━━━ Data in this exercise
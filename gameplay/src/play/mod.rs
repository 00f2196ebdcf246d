//! Runtime consumers of a finalized level: movement resolution and the
//! raycasts gameplay is built on. Everything here reads the level
//! immutably; the per-tick cadence and portal toggling between ticks are
//! the caller's contract.

pub mod movement;
pub mod raycast;

pub use movement::{MAX_SLIDE_ITERATIONS, move_and_slide};
pub use raycast::{MAX_PORTAL_CROSSINGS, RayHit, ray_hits_thing};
━━━━━━
* **Exercise description**
The expected response reproduces all of the data precisely.

* **Response**
filename gameplay/src/play/mod.rs
repository 00f2196ebdcf246d
//! Runtime consumers of a finalized level: movement resolution and the
//! raycasts gameplay is built on. Everything here reads the level
//! immutably; the per-tick cadence and portal toggling between ticks are
//! the caller's contract.

pub mod movement;
pub mod raycast;

pub use movement::{MAX_SLIDE_ITERATIONS, move_and_slide};
pub use raycast::{MAX_PORTAL_CROSSINGS, RayHit, ray_hits_thing};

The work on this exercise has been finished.